_Your goal_
Your answer should be a single number: the count of lines in the entries below that contain "impl".

===

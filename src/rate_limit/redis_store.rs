//! Redis-backed token bucket store.
//!
//! Shares bucket state between processes. Refill and the conditional
//! decrement run inside one Lua script, so two workers can never both observe
//! "enough tokens" and both deduct. The script reads Redis server `TIME`,
//! which keeps every worker on a single clock regardless of local skew.
//!
//! Each bucket is a hash `{prefix}{operation}` with the fields `tokens`,
//! `last_refill`, `last_request` and `last_paced`. Keys expire once a bucket has been idle
//! long enough to be full again.

use async_trait::async_trait;
use redis::aio::ConnectionManager;
use redis::{Client, Script};
use std::fmt;
use std::time::Duration;
use tracing::debug;

use super::bucket::{ConsumeOutcome, ConsumeRequest, TokenBucket};
use super::config::RateLimitConfig;
use super::store::{BucketSnapshot, BucketStore};
use crate::error::StoreError;

/// Refill, then conditionally deduct. Mirrors `TokenBucket::try_consume`.
///
/// ARGV: rate/s, burst, requested, enforce_min_delay, min_delay_ms, ttl_ms, consume
/// Returns: {status, tokens, retry_after_ms, now_ms, last_request_ms or -1, last_paced_ms or -1}
const CONSUME_SCRIPT: &str = r#"
local time_array = redis.call("TIME")
local now_ms = tonumber(time_array[1]) * 1000 + math.floor(tonumber(time_array[2]) / 1000)

local key = KEYS[1]
local rate = tonumber(ARGV[1])
local burst = tonumber(ARGV[2])
local requested = tonumber(ARGV[3])
local enforce_delay = tonumber(ARGV[4]) == 1
local min_delay_ms = tonumber(ARGV[5])
local ttl_ms = tonumber(ARGV[6])
local consume = tonumber(ARGV[7]) == 1

local state = redis.call("HMGET", key, "tokens", "last_refill", "last_request", "last_paced")
local tokens = tonumber(state[1])
local last_refill = tonumber(state[2])
local last_request = tonumber(state[3])
local last_paced = tonumber(state[4])

if tokens == nil or last_refill == nil then
    tokens = burst
    last_refill = now_ms
end

if now_ms > last_refill then
    tokens = math.min(burst, tokens + (now_ms - last_refill) / 1000 * rate)
    last_refill = now_ms
end

if not consume then
    return {"snapshot", tostring(tokens), 0, now_ms, last_request or -1, last_paced or -1}
end

-- Paced requests keep away from any grant, burst requests from paced ones
local spacing_from = last_paced
if enforce_delay then
    spacing_from = last_request
end
local delay_left = 0
if spacing_from and min_delay_ms > 0 then
    delay_left = math.max(0, min_delay_ms - (now_ms - spacing_from))
end

local status = "denied"
local retry_after = 0
if tokens + 1e-9 >= requested and delay_left == 0 then
    tokens = math.max(0, tokens - requested)
    last_request = now_ms
    if enforce_delay then
        last_paced = now_ms
    end
    status = "granted"
else
    local missing = requested - tokens
    if missing > 1e-9 then
        retry_after = math.ceil(missing / rate * 1000)
    end
    retry_after = math.max(retry_after, delay_left)
end

redis.call("HSET", key, "tokens", tostring(tokens), "last_refill", string.format("%d", last_refill))
if last_request then
    redis.call("HSET", key, "last_request", string.format("%d", last_request))
end
if last_paced then
    redis.call("HSET", key, "last_paced", string.format("%d", last_paced))
end
redis.call("PEXPIRE", key, ttl_ms)

return {status, tostring(tokens), retry_after, now_ms, last_request or -1, last_paced or -1}
"#;

/// Configuration for [`RedisBucketStore`]
#[derive(Debug, Clone)]
pub struct RedisBucketStoreConfig {
    /// Prefix for bucket keys (default: "ratekeeper:bucket:")
    pub key_prefix: String,

    /// Extra lifetime added to an idle bucket beyond its full-refill time
    pub idle_grace: Duration,
}

impl Default for RedisBucketStoreConfig {
    fn default() -> Self {
        Self {
            key_prefix: "ratekeeper:bucket:".to_string(),
            idle_grace: Duration::from_secs(60),
        }
    }
}

/// Shared token bucket store on Redis
#[derive(Clone)]
pub struct RedisBucketStore {
    connection: ConnectionManager,
    script: Script,
    config: RedisBucketStoreConfig,
}

impl fmt::Debug for RedisBucketStore {
    fn fmt(&self, f: &mut fmt::Formatter<'_>) -> fmt::Result {
        f.debug_struct("RedisBucketStore")
            .field("config", &self.config)
            .finish()
    }
}

type ScriptReply = (String, String, i64, i64, i64, i64);

impl RedisBucketStore {
    /// Connect with the default key prefix
    pub async fn connect(url: &str) -> Result<Self, StoreError> {
        Self::connect_with_config(url, RedisBucketStoreConfig::default()).await
    }

    /// Connect with a custom configuration
    pub async fn connect_with_config(
        url: &str,
        config: RedisBucketStoreConfig,
    ) -> Result<Self, StoreError> {
        let client = Client::open(url)?;
        let connection = ConnectionManager::new(client).await?;
        debug!(prefix = %config.key_prefix, "Connected Redis bucket store");
        Ok(Self::with_connection(connection, config))
    }

    /// Build from an existing connection manager
    pub fn with_connection(connection: ConnectionManager, config: RedisBucketStoreConfig) -> Self {
        Self {
            connection,
            script: Script::new(CONSUME_SCRIPT),
            config,
        }
    }

    fn key(&self, operation: &str) -> String {
        format!("{}{}", self.config.key_prefix, operation)
    }

    fn ttl_ms(&self, limit: &RateLimitConfig) -> u64 {
        let refill = limit.refill_time(limit.burst_capacity as f64);
        let idle = refill.max(limit.min_delay()) + self.config.idle_grace;
        idle.as_millis() as u64
    }

    async fn invoke(
        &self,
        limit: &RateLimitConfig,
        request: ConsumeRequest,
        consume: bool,
    ) -> Result<ScriptReply, StoreError> {
        let mut connection = self.connection.clone();
        let reply: ScriptReply = self
            .script
            .key(self.key(&limit.operation))
            .arg(limit.rate_per_second)
            .arg(limit.burst_capacity)
            .arg(request.tokens)
            .arg(u8::from(request.enforce_min_delay))
            .arg(limit.min_delay_ms)
            .arg(self.ttl_ms(limit))
            .arg(u8::from(consume))
            .invoke_async(&mut connection)
            .await?;
        Ok(reply)
    }
}

fn parse_tokens(raw: &str) -> Result<f64, StoreError> {
    raw.parse::<f64>()
        .map_err(|_| StoreError::Corrupt(format!("token count '{}' is not a number", raw)))
}

fn stored_timestamp(raw: i64) -> Option<u64> {
    (raw >= 0).then_some(raw as u64)
}

#[async_trait]
impl BucketStore for RedisBucketStore {
    async fn try_consume(
        &self,
        limit: &RateLimitConfig,
        request: ConsumeRequest,
    ) -> Result<ConsumeOutcome, StoreError> {
        let (status, tokens, retry_after_ms, _, _, _) = self.invoke(limit, request, true).await?;
        let tokens = parse_tokens(&tokens)?;

        match status.as_str() {
            "granted" => Ok(ConsumeOutcome::Granted { remaining: tokens }),
            "denied" => Ok(ConsumeOutcome::Denied {
                retry_after: Duration::from_millis(retry_after_ms.max(0) as u64),
                available: tokens,
            }),
            other => Err(StoreError::Corrupt(format!(
                "unexpected script status '{}'",
                other
            ))),
        }
    }

    async fn snapshot(&self, limit: &RateLimitConfig) -> Result<BucketSnapshot, StoreError> {
        let (_, tokens, _, now_ms, last, paced) = self
            .invoke(limit, ConsumeRequest::burst(0), false)
            .await?;
        let now_ms = now_ms.max(0) as u64;

        Ok(BucketSnapshot {
            bucket: TokenBucket {
                tokens: parse_tokens(&tokens)?,
                last_refill_at_ms: now_ms,
                last_request_at_ms: stored_timestamp(last),
                last_paced_at_ms: stored_timestamp(paced),
            },
            observed_at_ms: now_ms,
        })
    }

    fn backend(&self) -> &'static str {
        "redis"
    }
}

===

_Written solution_
4